Wrong Toilet Placement
This is another one we get all the time. Someone has tried to replace the toilet (a seemingly simple thing to do) and a week later they start to notice some water damage in the ceiling. As a DIY’er, you know you’ve messed up. You also even know what the problem is! As you were setting that toilet down onto the wax ring, you couldn’t quite get it right – the toilet kept hitting the bolts, it was heavy and awkward to set down so you couldn’t line it up properly, or maybe you even felt the gasket move as you were finally setting it in place. Plumbers typically won’t do it this way, but the easiest way for a DIY’er to set a toilet in place is to leave the tank and bowl as two separate parts, do not install the seat, and just place the bowl itself right onto the gasket. This way, the toilet is the lightest and easiest to maneuver. Take care of the other connections afterwards!

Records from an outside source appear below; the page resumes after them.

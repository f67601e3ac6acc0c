pub mod axum_http;
pub mod payments;
pub mod postgres;
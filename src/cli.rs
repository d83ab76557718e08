//! CLI argument definitions using clap with subcommand architecture

use clap::{Args, Parser, Subcommand};
use std::path::PathBuf;

use crate::model::RelationKind;

/// Knowledge-graph builder for FileMan dictionaries and M routines
#[derive(Parser, Debug)]
#[command(name = "vista-graph")]
#[command(about = "Builds a knowledge graph from FileMan dictionary dumps and M routine sources")]
#[command(version)]
#[command(propagate_version = true)]
pub struct Cli {
    /// Subcommand to execute
    #[command(subcommand)]
    pub command: Commands,

    /// Configuration file (defaults to vista-graph.toml when present)
    #[arg(short, long, global = true, env = "VISTA_GRAPH_CONFIG", value_name = "FILE")]
    pub config: Option<PathBuf>,

    /// Show verbose output (debug logging)
    #[arg(short, long, global = true)]
    pub verbose: bool,

    /// Show progress bars during long operations
    #[arg(long, global = true)]
    pub progress: bool,
}

#[derive(Subcommand, Debug)]
pub enum Commands {
    /// Extract, resolve and merge everything into the graph store
    #[command(visible_alias = "b")]
    Build(BuildArgs),

    /// Decode a dictionary dump and print its entries as JSON lines
    Decode(DecodeArgs),

    /// Remove every edge of one kind from the store
    ResetEdges(ResetEdgesArgs),

    /// Print store counts and structural checks
    Validate(ValidateArgs),
}

#[derive(Args, Debug)]
pub struct BuildArgs {
    /// Dump file, or directory searched for *.zwr files (repeatable)
    #[arg(long = "dump", value_name = "PATH", required_unless_present = "routines")]
    pub dumps: Vec<PathBuf>,

    /// Root directory of routine sources
    #[arg(long, value_name = "DIR")]
    pub routines: Option<PathBuf>,

    /// Package registry (TOML)
    #[arg(long, value_name = "FILE")]
    pub registry: Option<PathBuf>,

    /// SQLite graph store (overrides [store] path)
    #[arg(long, value_name = "FILE")]
    pub store: Option<PathBuf>,

    /// Extract and resolve but write nothing
    #[arg(long)]
    pub dry_run: bool,

    /// Clear append-only edge kinds before merging
    #[arg(long)]
    pub reset_append_edges: bool,

    /// Extraction worker threads
    #[arg(long, value_name = "N")]
    pub workers: Option<usize>,

    /// Records per merge batch (clamped to 100..=50000)
    #[arg(long, value_name = "N")]
    pub batch_size: Option<usize>,

    /// Also write the run report to this file
    #[arg(long, value_name = "FILE")]
    pub report: Option<PathBuf>,
}

#[derive(Args, Debug)]
pub struct DecodeArgs {
    /// Dump file to decode
    #[arg(value_name = "DUMP")]
    pub dump: PathBuf,

    /// Print only the summary
    #[arg(long)]
    pub summary_only: bool,

    /// Stop after N entries
    #[arg(long, value_name = "N")]
    pub limit: Option<usize>,
}

#[derive(Args, Debug)]
pub struct ResetEdgesArgs {
    /// SQLite graph store (overrides [store] path)
    #[arg(long, value_name = "FILE")]
    pub store: Option<PathBuf>,

    /// Relationship kind, e.g. ACCESSES
    #[arg(long, value_parser = parse_relation_kind)]
    pub kind: RelationKind,
}

#[derive(Args, Debug)]
pub struct ValidateArgs {
    /// SQLite graph store (overrides [store] path)
    #[arg(long, value_name = "FILE")]
    pub store: Option<PathBuf>,
}

fn parse_relation_kind(s: &str) -> Result<RelationKind, String> {
    RelationKind::from_str(s).ok_or_else(|| {
        let known: Vec<&str> = RelationKind::ALL.iter().map(|k| k.as_str()).collect();
        format!("unknown relationship kind '{}' (expected one of {})", s, known.join(", "))
    })
}
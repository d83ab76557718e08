//! Schema entity registration and relationship emission
//!
//! Registration runs inside the Schema stage. Linking runs only after every
//! entity tier is sealed; a link whose endpoint does not resolve becomes a
//! [`SchemaInconsistency`] and no relationship is emitted for it.

use crate::confidence::{ConfidenceTable, Evidence};
use crate::dictionary::extractor::SchemaModel;
use crate::error::{InconsistencyKind, Result, SchemaInconsistency};
use crate::model::{
    store_name_from_root, BusinessKey, EdgeDetail, EntityId, EntityKind, ParentSource,
    RelationKind, Relationship,
};
use crate::resolver::{ResolutionContext, StageWriter};

/// Register files, fields, cross-references and storage-root data stores
pub fn register_schema(writer: &mut StageWriter<'_>, model: &SchemaModel) -> Result<()> {
    for file in &model.files {
        writer.register(BusinessKey::File(file.number.clone()))?;
        if let Some(store) = file.storage_root.as_deref().and_then(store_name_from_root) {
            writer.register_data_store(&store, Some(&file.number))?;
        }
    }
    for field in &model.fields {
        writer.register(BusinessKey::field(&field.file_number, &field.number))?;
    }
    for xref in &model.xrefs {
        writer.register(BusinessKey::CrossReference {
            file: xref.file_number.clone(),
            field: xref.field_number.clone(),
            name: xref.name.clone(),
        })?;
    }
    Ok(())
}

#[derive(Debug, Default)]
pub struct SchemaLinks {
    pub relationships: Vec<Relationship>,
    pub inconsistencies: Vec<SchemaInconsistency>,
}

struct Emitter<'a> {
    table: &'a ConfidenceTable,
    out: SchemaLinks,
}

impl Emitter<'_> {
    fn edge(
        &mut self,
        kind: RelationKind,
        from: EntityId,
        to: EntityId,
        evidence: Evidence,
        discriminator: Option<String>,
        detail: EdgeDetail,
    ) {
        self.out.relationships.push(Relationship {
            kind,
            from,
            to,
            discriminator,
            confidence: self.table.score(evidence),
            evidence,
            line: None,
            detail,
        });
    }

    fn inconsistency(&mut self, kind: InconsistencyKind, file: &str, field: Option<&str>, detail: String) {
        tracing::warn!("[SCHEMA] file {}: {} ({})", file, kind, detail);
        self.out.inconsistencies.push(SchemaInconsistency {
            kind,
            file_number: file.to_string(),
            field_number: field.map(str::to_string),
            detail,
        });
    }
}

/// Emit every schema-level relationship
pub fn link_schema(
    model: &SchemaModel,
    ctx: &ResolutionContext,
    table: &ConfidenceTable,
) -> Result<SchemaLinks> {
    ctx.require(&[
        EntityKind::Package,
        EntityKind::File,
        EntityKind::Field,
        EntityKind::CrossReference,
        EntityKind::DataStore,
    ])?;

    let mut emit = Emitter {
        table,
        out: SchemaLinks::default(),
    };
    let confirmed = Evidence::ParserConfirmed;

    for file in &model.files {
        let Some(file_id) = ctx.resolve_file(&file.number) else {
            continue;
        };
        if let Some(store_id) = file
            .storage_root
            .as_deref()
            .and_then(store_name_from_root)
            .and_then(|name| ctx.resolve_data_store(&name))
        {
            emit.edge(RelationKind::StoredIn, file_id, store_id, confirmed, None, EdgeDetail::None);
        }
        if let Some(package_id) = ctx
            .package_for_file(&file.number)
            .and_then(|name| ctx.resolve(&BusinessKey::Package(name.to_string())))
        {
            emit.edge(RelationKind::OwnsFile, package_id, file_id, confirmed, None, EdgeDetail::None);
        }
    }

    for field in &model.fields {
        let (Some(file_id), Some(field_id)) = (
            ctx.resolve_file(&field.file_number),
            ctx.resolve_field(&field.file_number, &field.number),
        ) else {
            continue;
        };
        emit.edge(RelationKind::ContainsField, file_id, field_id, confirmed, None, EdgeDetail::None);
    }

    for link in &model.subfiles {
        let Some(child_id) = ctx.resolve_file(&link.child) else {
            continue;
        };
        let Some(parent_id) = ctx.resolve_file(&link.parent) else {
            emit.inconsistency(
                InconsistencyKind::SubfileParentMissing,
                &link.child,
                None,
                format!("parent file {} is not defined", link.parent),
            );
            continue;
        };
        let evidence = match link.parent_source {
            ParentSource::UpNode => Evidence::ExplicitParent,
            ParentSource::DottedPrefix => Evidence::DottedParent,
        };
        emit.edge(
            RelationKind::SubfileOf,
            child_id,
            parent_id,
            evidence,
            None,
            EdgeDetail::Subfile {
                owning_field: link.owning_field.clone(),
                level: link.level,
                parent_source: link.parent_source,
            },
        );
    }

    for pointer in &model.pointers {
        let Some(field_id) = ctx.resolve_field(&pointer.file_number, &pointer.field_number) else {
            continue;
        };
        match ctx.resolve_file(&pointer.target_file) {
            Some(target_id) => {
                emit.edge(RelationKind::PointsTo, field_id, target_id, confirmed, None, EdgeDetail::None)
            }
            None => emit.inconsistency(
                InconsistencyKind::PointerTargetMissing,
                &pointer.file_number,
                Some(&pointer.field_number),
                format!("target file {} is not defined", pointer.target_file),
            ),
        }
    }

    for candidate in &model.variable_pointers {
        let Some(field_id) = ctx.resolve_field(&candidate.file_number, &candidate.field_number)
        else {
            emit.inconsistency(
                InconsistencyKind::FieldWithoutFile,
                &candidate.file_number,
                Some(&candidate.field_number),
                format!("variable pointer candidate {} on an undefined field", candidate.ordinal),
            );
            continue;
        };
        match ctx.resolve_file(&candidate.target_file) {
            Some(target_id) => emit.edge(
                RelationKind::VariablePointsTo,
                field_id,
                target_id,
                confirmed,
                Some(candidate.ordinal.clone()),
                EdgeDetail::VariablePointer {
                    ordinal: candidate.ordinal.clone(),
                    description: candidate.description.clone(),
                    prefix: candidate.prefix.clone(),
                },
            ),
            None => emit.inconsistency(
                InconsistencyKind::VariablePointerTargetMissing,
                &candidate.file_number,
                Some(&candidate.field_number),
                format!(
                    "candidate {} targets undefined file {}",
                    candidate.ordinal, candidate.target_file
                ),
            ),
        }
    }

    for xref in &model.xrefs {
        let key = BusinessKey::CrossReference {
            file: xref.file_number.clone(),
            field: xref.field_number.clone(),
            name: xref.name.clone(),
        };
        let (Some(field_id), Some(xref_id)) = (
            ctx.resolve_field(&xref.file_number, &xref.field_number),
            ctx.resolve(&key),
        ) else {
            emit.inconsistency(
                InconsistencyKind::CrossReferenceIncomplete,
                &xref.file_number,
                Some(&xref.field_number),
                format!("xref {} indexes an undefined field", xref.name),
            );
            continue;
        };
        emit.edge(RelationKind::IndexedBy, field_id, xref_id, confirmed, None, EdgeDetail::None);
    }

    tracing::info!(
        "[SCHEMA] {} relationships, {} inconsistencies",
        emit.out.relationships.len(),
        emit.out.inconsistencies.len()
    );
    Ok(emit.out)
}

Not Turning Off the Water (Properly)
Step one of most DIY plumbing projects is to turn off the water. Although not necessary, many DIY’ers will feel the most comfortable shutting the water off to the entire house. Where things go wrong, is just because you’ve shut the water to the house, doesn’t mean that the water lines are empty (in fact, they are still under pressure!). After shutting the water off, make sure that you take the time to open a few faucets in the house (especially the basement if you have one). For example, if you are cutting a water pipe open in the basement without draining the system first, you will have the entire contents of the house’s water piping coming down on you. While this usually isn’t more than a gallon or two of water, it can definitely be nerve wracking if you don’t know what’s happening or aren’t prepared!
This one may seem a bit counterintuitive. You would think “the tighter the connection, the more it will be water tight!”. Unfortunately, that’s not always the case. This is a tough on to learn as it has a lot to do with feel; it takes time even for our apprentices to get that proper feel! Over-tightening connections will leak to pipes potentially cracking or rubber gaskets tearing. There are even some connections (for example, the connection of the water supply to the toilet), that need to be “hand tight” only!